Exercise goal
Print, in exact form, the lines below from the one containing "if let Some(parent)" through the one containing "pub fn validate(&self)", and omit all others.

Records for the exercise
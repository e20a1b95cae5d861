use serde::{Deserialize, Serialize};
use std::env;
use std::fs;
use std::path::PathBuf;

use crate::error::ConfigError;
use crate::geometry::Rect;
use crate::state::Side;
use crate::vision::HsvRange;

/// A goal rectangle and the side it credits.
#[derive(Debug, Clone, Serialize, Deserialize)]
pub struct GoalArea {
    pub side: Side,
    pub rect: Rect,
}

#[derive(Debug, Clone, Serialize, Deserialize)]
pub struct Config {
    /// Expected frame width in pixels, requested from the camera
    pub frame_width: u32,

    /// Expected frame height in pixels
    pub frame_height: u32,

    /// Camera device index handed to the capture backend
    pub camera_index: i32,

    /// Goal rectangles; each one credits the side it is tagged with
    pub goal_areas: Vec<GoalArea>,

    /// Handball band [top, bottom] in frame rows; y strictly inside triggers
    pub handball_band: [u32; 2],

    /// HSV bounds for ball segmentation (8-bit scale, hue 0-180)
    pub ball_color: HsvRange,

    /// Minimum blob area in pixels; a blob must exceed this to qualify
    pub min_blob_area: f32,

    /// Replay overlay duration in seconds
    pub freeze_secs: f64,

    /// Weight of the frozen frame in the replay blend (0-1]
    pub blend_alpha: f32,

    /// Number of frames to run in benchmark mode
    pub bench_frames: usize,
}

impl Default for Config {
    fn default() -> Self {
        Self {
            frame_width: 640,
            frame_height: 480,
            camera_index: 0,
            goal_areas: vec![GoalArea {
                side: Side::Team1,
                rect: Rect::new(200, 100, 240, 200),
            }],
            handball_band: [50, 200],
            ball_color: HsvRange::white_ball(),
            min_blob_area: 200.0,
            freeze_secs: 2.0,
            blend_alpha: 0.7,
            bench_frames: 500,
        }
    }
}

impl Config {
    /// Load configuration from the app's config directory.
    /// Creates a default config file if none exists.
    pub fn load() -> Result<Self, ConfigError> {
        let config_path = Self::config_path()?;

        if config_path.exists() {
            let content = fs::read_to_string(&config_path).map_err(|e| ConfigError::LoadFailed {
                path: config_path.display().to_string(),
                source: Box::new(e),
            })?;
            let config: Config =
                serde_json::from_str(&content).map_err(|e| ConfigError::LoadFailed {
                    path: config_path.display().to_string(),
                    source: Box::new(e),
                })?;
            tracing::info!(path = %config_path.display(), "loaded config");
            Ok(config)
        } else {
            let config = Config::default();
            config.save()?;
            tracing::info!(path = %config_path.display(), "created default config");
            Ok(config)
        }
    }

    /// Save configuration to disk
    pub fn save(&self) -> Result<(), ConfigError> {
        let config_path = Self::config_path()?;

        if let Some(parent) = config_path.parent() {
            fs::create_dir_all(parent).map_err(|e| ConfigError::DirectoryCreationFailed {
                path: parent.display().to_string(),
                source: e,
            })?;
        }

        let json = serde_json::to_string_pretty(self).map_err(|e| ConfigError::SaveFailed {
            path: config_path.display().to_string(),
            source: Box::new(e),
        })?;
        fs::write(&config_path, json).map_err(|e| ConfigError::SaveFailed {
            path: config_path.display().to_string(),
            source: Box::new(e),
        })?;

        Ok(())
    }

    /// Get the config file path (in app's base directory)
    fn config_path() -> Result<PathBuf, ConfigError> {
        let exe_path = env::current_exe().map_err(|e| ConfigError::LoadFailed {
            path: "<current_exe>".to_string(),
            source: Box::new(e),
        })?;
        let exe_dir = exe_path
            .parent()
            .ok_or_else(|| ConfigError::Invalid("could not determine executable directory".into()))?;

        Ok(exe_dir.join("config").join("config.json"))
    }

    /// Fail-fast validation of all zone geometry and pipeline parameters.
    ///
    /// A goal rectangle outside the frame would silently never match, so it
    /// is rejected here rather than at classification time.
    pub fn validate(&self) -> Result<(), ConfigError> {
        if self.frame_width == 0 || self.frame_height == 0 {
            return Err(ConfigError::Invalid(format!(
                "frame size must be nonzero, got {}x{}",
                self.frame_width, self.frame_height
            )));
        }

        if self.goal_areas.is_empty() {
            return Err(ConfigError::Invalid(
                "at least one goal area is required".into(),
            ));
        }
        for area in &self.goal_areas {
            let rect = &area.rect;
            if rect.width == 0 || rect.height == 0 {
                return Err(ConfigError::Invalid(format!(
                    "goal area has zero size: {:?}",
                    rect
                )));
            }
            let fits = rect.x as u64 + rect.width as u64 <= self.frame_width as u64
                && rect.y as u64 + rect.height as u64 <= self.frame_height as u64;
            if !fits {
                return Err(ConfigError::Invalid(format!(
                    "goal area {:?} exceeds the {}x{} frame",
                    rect, self.frame_width, self.frame_height
                )));
            }
        }

        let [top, bottom] = self.handball_band;
        if top >= bottom || bottom > self.frame_height {
            return Err(ConfigError::Invalid(format!(
                "handball band [{}, {}] must be ordered and inside the {} row frame",
                top, bottom, self.frame_height
            )));
        }

        if !self.ball_color.is_ordered() {
            return Err(ConfigError::Invalid(
                "ball_color lower bound exceeds upper bound".into(),
            ));
        }

        if !self.min_blob_area.is_finite() || self.min_blob_area < 0.0 {
            return Err(ConfigError::Invalid(format!(
                "min_blob_area must be non-negative, got {}",
                self.min_blob_area
            )));
        }

        if !self.freeze_secs.is_finite() || self.freeze_secs <= 0.0 {
            return Err(ConfigError::Invalid(format!(
                "freeze_secs must be positive, got {}",
                self.freeze_secs
            )));
        }

        if !self.blend_alpha.is_finite() || self.blend_alpha <= 0.0 || self.blend_alpha > 1.0 {
            return Err(ConfigError::Invalid(format!(
                "blend_alpha must be in (0, 1], got {}",
                self.blend_alpha
            )));
        }

        if self.bench_frames == 0 {
            return Err(ConfigError::Invalid("bench_frames must be at least 1".into()));
        }

        Ok(())
    }
}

Reply to the task
        if let Some(parent) = config_path.parent() {
            fs::create_dir_all(parent).map_err(|e| ConfigError::DirectoryCreationFailed {
                path: parent.display().to_string(),
                source: e,
            })?;
        }

        let json = serde_json::to_string_pretty(self).map_err(|e| ConfigError::SaveFailed {
            path: config_path.display().to_string(),
            source: Box::new(e),
        })?;
        fs::write(&config_path, json).map_err(|e| ConfigError::SaveFailed {
            path: config_path.display().to_string(),
            source: Box::new(e),
        })?;

        Ok(())
    }

    /// Get the config file path (in app's base directory)
    fn config_path() -> Result<PathBuf, ConfigError> {
        let exe_path = env::current_exe().map_err(|e| ConfigError::LoadFailed {
            path: "<current_exe>".to_string(),
            source: Box::new(e),
        })?;
        let exe_dir = exe_path
            .parent()
            .ok_or_else(|| ConfigError::Invalid("could not determine executable directory".into()))?;

        Ok(exe_dir.join("config").join("config.json"))
    }

    /// Fail-fast validation of all zone geometry and pipeline parameters.
    ///
    /// A goal rectangle outside the frame would silently never match, so it
    /// is rejected here rather than at classification time.
    pub fn validate(&self) -> Result<(), ConfigError> {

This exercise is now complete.